Two Sheets to the Freezing Wind: A Review of Karin Cope’s What We’re Doing to Stay Afloat

© Marie Thérèse Blanc

 

 

© Marie Thérèse Blanc

© Marie Thérèse Blanc

 


Cope, Karin.  What We’re Doing to Stay Afloat. Pottersfield Press, 2015. 96 pages

 

  1. Persephone in Canada

Karin Cope, a poet, blogger, photographer, videographer, activist, and sailor works in Halifax, where she teaches, and lives several miles outside the city’s limits on a large property facing the ocean.  Her first collection of poems, What We’re Doing to Stay Afloat, is promoted on the back cover as the interweaving of, among other things, “melancholia and surrealism,” monologues that “become dialogues,” and “want ads and Facebook posts” that are “recycled into intimate domestic conversations,” which gives readers the impression of a postmodern assemblage of found poetry and texts that might tell us “where we are . . . gives us light to row by, perhaps long enough to sight an approach to the next harbor.”  The description is accurate, as short conventional poems succeed amusing, elliptical narratives, which precede a well-crafted, self-administered interview, itself followed by a complex layering of voices in a long poem titled “Blind.”  Cope is thorough about the influences and voices that inform her work, all of which are documented in the book’s notes. This proliferation of genres and sources is one of the manifestations of postmodernism, and nowadays it is prevalent, yet Cope’s collection of poems lends itself just as well to a less fragmented reading.

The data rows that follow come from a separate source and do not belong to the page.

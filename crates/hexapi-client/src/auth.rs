//! Airbus authentication
//!
//! Exchanges an API key for a bearer token at the OneAtlas OpenID Connect
//! endpoint and reads account information from the data API.

use crate::error::{ClientError, Result};
use crate::http::{HttpClient, ensure_success};
use hexapi_core::{CoreError, DataUsage, Endpoints, SubscriptionPage};
use reqwest::{RequestBuilder, Response, StatusCode};
use reqwest::header::{AUTHORIZATION, CACHE_CONTROL, CONTENT_TYPE, HeaderMap, HeaderValue};
use serde::Deserialize;
use serde_json::Value;
use std::time::{Duration, Instant};
use tokio::sync::Mutex;
use tracing::{debug, info};

/// Tokens are refreshed this long before the server says they expire.
const EXPIRY_MARGIN: Duration = Duration::from_secs(30);

/// A bearer token and, when the server told us, its expiry.
#[derive(Debug, Clone)]
pub struct AccessToken {
    pub value: String,
    pub expires_at: Option<Instant>,
}

impl AccessToken {
    fn is_fresh(&self, now: Instant) -> bool {
        self.expires_at
            .is_none_or(|expires_at| now + EXPIRY_MARGIN < expires_at)
    }
}

#[derive(Debug, Deserialize)]
struct TokenResponse {
    access_token: Option<String>,
    expires_in: Option<u64>,
}

/// Which authenticated header set a request carries.
#[derive(Debug, Clone, Copy, PartialEq, Eq)]
pub(crate) enum HeaderSet {
    Json,
    Image,
}

/// Airbus API key authentication.
#[derive(Debug)]
pub struct Authenticator {
    api_key: String,
    endpoints: Endpoints,
    http: HttpClient,
    token: Mutex<Option<AccessToken>>,
}

impl Authenticator {
    pub fn new(api_key: impl Into<String>, endpoints: Endpoints, http: HttpClient) -> Self {
        Self {
            api_key: api_key.into(),
            endpoints,
            http,
            token: Mutex::new(None),
        }
    }

    /// Request a fresh token from the token endpoint.
    ///
    /// # Errors
    ///
    /// Returns [`ClientError::Unauthorized`] with the server's error document
    /// when the key is rejected (403).
    pub async fn fetch_token(&self) -> Result<AccessToken> {
        let request = self
            .http
            .inner()
            .post(&self.endpoints.auth)
            .header(CACHE_CONTROL, "no-cache")
            .form(&[
                ("apikey", self.api_key.as_str()),
                ("grant_type", "api_key"),
                ("client_id", "IDP"),
            ]);
        let response = self.http.send(request).await?;

        let status = response.status();
        if status == StatusCode::FORBIDDEN {
            let body = response.json::<Value>().await.unwrap_or(Value::Null);
            return Err(ClientError::Unauthorized { body });
        }
        if !status.is_success() {
            return Err(ClientError::Status {
                status: status.as_u16(),
                url: self.endpoints.auth.clone(),
            });
        }

        let parsed: TokenResponse = response.json().await?;
        let value = parsed.access_token.filter(|t| !t.is_empty()).ok_or_else(|| {
            CoreError::MalformedResponse("token response has no access_token".to_string())
        })?;
        let expires_at = parsed
            .expires_in
            .map(|secs| Instant::now() + Duration::from_secs(secs));

        info!(expires_in = ?parsed.expires_in, "obtained Airbus access token");
        Ok(AccessToken { value, expires_at })
    }

    /// Current token, fetching or refreshing it when needed.
    pub async fn token(&self) -> Result<String> {
        let mut slot = self.token.lock().await;
        if let Some(token) = slot.as_ref().filter(|t| t.is_fresh(Instant::now())) {
            return Ok(token.value.clone());
        }

        debug!("access token missing or about to expire, refreshing");
        let token = self.fetch_token().await?;
        let value = token.value.clone();
        *slot = Some(token);
        Ok(value)
    }

    /// Drop the cached token so the next request fetches a new one.
    pub async fn invalidate(&self) {
        *self.token.lock().await = None;
    }

    /// Whether the API key is accepted.
    ///
    /// A rejected key is `Ok(false)`; transport failures are still errors.
    pub async fn verify_api_key(&self) -> Result<bool> {
        match self.fetch_token().await {
            Ok(_) => Ok(true),
            Err(ClientError::Unauthorized { .. }) => Ok(false),
            Err(err) => Err(err),
        }
    }

    /// `Authorization`, JSON `Content-Type` and `Cache-Control: no-cache`.
    pub async fn json_headers(&self) -> Result<HeaderMap> {
        let mut headers = self.image_headers().await?;
        headers.insert(CONTENT_TYPE, HeaderValue::from_static("application/json"));
        Ok(headers)
    }

    /// Same as [`Self::json_headers`] without `Content-Type`.
    pub async fn image_headers(&self) -> Result<HeaderMap> {
        let token = self.token().await?;
        let mut headers = HeaderMap::new();
        let bearer = HeaderValue::from_str(&format!("Bearer {token}"))
            .map_err(|e| ClientError::Config(format!("Invalid token header: {e}")))?;
        headers.insert(AUTHORIZATION, bearer);
        headers.insert(CACHE_CONTROL, HeaderValue::from_static("no-cache"));
        Ok(headers)
    }

    async fn headers(&self, set: HeaderSet) -> Result<HeaderMap> {
        match set {
            HeaderSet::Json => self.json_headers().await,
            HeaderSet::Image => self.image_headers().await,
        }
    }

    /// Send an authenticated request and reject any non-success status.
    ///
    /// Tokens without `expires_in` are cached until the server stops
    /// accepting them, so a 401 drops the cached token and the request is
    /// rebuilt and sent once more with a new one.
    pub(crate) async fn send_authorized<F>(&self, set: HeaderSet, build: F) -> Result<Response>
    where
        F: Fn(HeaderMap) -> RequestBuilder,
    {
        let response = self.http.send(build(self.headers(set).await?)).await?;
        if response.status() != StatusCode::UNAUTHORIZED {
            return ensure_success(response);
        }

        info!("access token rejected, fetching a new one");
        self.invalidate().await;
        let response = self.http.send(build(self.headers(set).await?)).await?;
        ensure_success(response)
    }

    async fn get_json<T: serde::de::DeserializeOwned>(&self, url: &str) -> Result<T> {
        let response = self
            .send_authorized(HeaderSet::Image, |headers| {
                self.http.inner().get(url).headers(headers)
            })
            .await?;
        Ok(response.json().await?)
    }

    /// Services available to the account (`/api/v1/me/services`).
    pub async fn roles(&self) -> Result<Value> {
        self.get_json(&self.endpoints.services_url()).await
    }

    /// Account information (`/api/v1/me`).
    pub async fn me(&self) -> Result<Value> {
        self.get_json(&self.endpoints.me_url()).await
    }

    /// `contract.id` of the account, if any.
    pub async fn contract_id(&self) -> Result<Option<String>> {
        let me = self.me().await?;
        Ok(contract_id_of(&me))
    }

    /// Subscriptions of the account's contract.
    pub async fn subscriptions(&self) -> Result<SubscriptionPage> {
        let contract_id = self
            .contract_id()
            .await?
            .ok_or(ClientError::MissingContract)?;
        self.get_json(&self.endpoints.subscriptions_url(&contract_id))
            .await
    }

    /// Usage of the first limited subscription.
    pub async fn usage(&self) -> Result<Option<DataUsage>> {
        let page = self.subscriptions().await?;
        Ok(DataUsage::first_limited(&page.items))
    }
}

fn contract_id_of(me: &Value) -> Option<String> {
    match me.get("contract")?.get("id")? {
        Value::String(id) if !id.is_empty() => Some(id.clone()),
        Value::Number(id) => Some(id.to_string()),
        _ => None,
    }
}

#[cfg(test)]
mod tests {
    use super::*;
    use serde_json::json;

    #[test]
    fn token_without_expiry_stays_fresh() {
        let token = AccessToken {
            value: "t".into(),
            expires_at: None,
        };
        assert!(token.is_fresh(Instant::now()));
    }

    #[test]
    fn token_inside_margin_is_stale() {
        let now = Instant::now();
        let token = AccessToken {
            value: "t".into(),
            expires_at: Some(now + Duration::from_secs(10)),
        };
        assert!(!token.is_fresh(now));

        let token = AccessToken {
            value: "t".into(),
            expires_at: Some(now + Duration::from_secs(3600)),
        };
        assert!(token.is_fresh(now));
    }

    #[test]
    fn contract_id_extraction() {
        assert_eq!(
            contract_id_of(&json!({"contract": {"id": "C-1"}})),
            Some("C-1".to_string())
        );
        assert_eq!(
            contract_id_of(&json!({"contract": {"id": 42}})),
            Some("42".to_string())
        );
        assert_eq!(contract_id_of(&json!({"contract": {"id": ""}})), None);
        assert_eq!(contract_id_of(&json!({"contract": null})), None);
        assert_eq!(contract_id_of(&json!({})), None);
    }
}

As poems rooted in winter, ice, and darkness herald a thankful ascent towards warmth and light, Cope’s implied persona in What We’re Doing to Stay Afloat might well be that of Persephone, the maiden abducted by Hades, king of the underworld.  Subjected to spending six months below earth and six months above, she personifies harvest or nature itself, retreating in winter to shoot forth again in spring.  Despite its nautical title—a metaphor for our need to survive life’s precarity—solid ground is present in the poems as often as not, and speaker after speaker, trapped in winter, waits for sunlight to appear, for fog to disperse, for ice to melt.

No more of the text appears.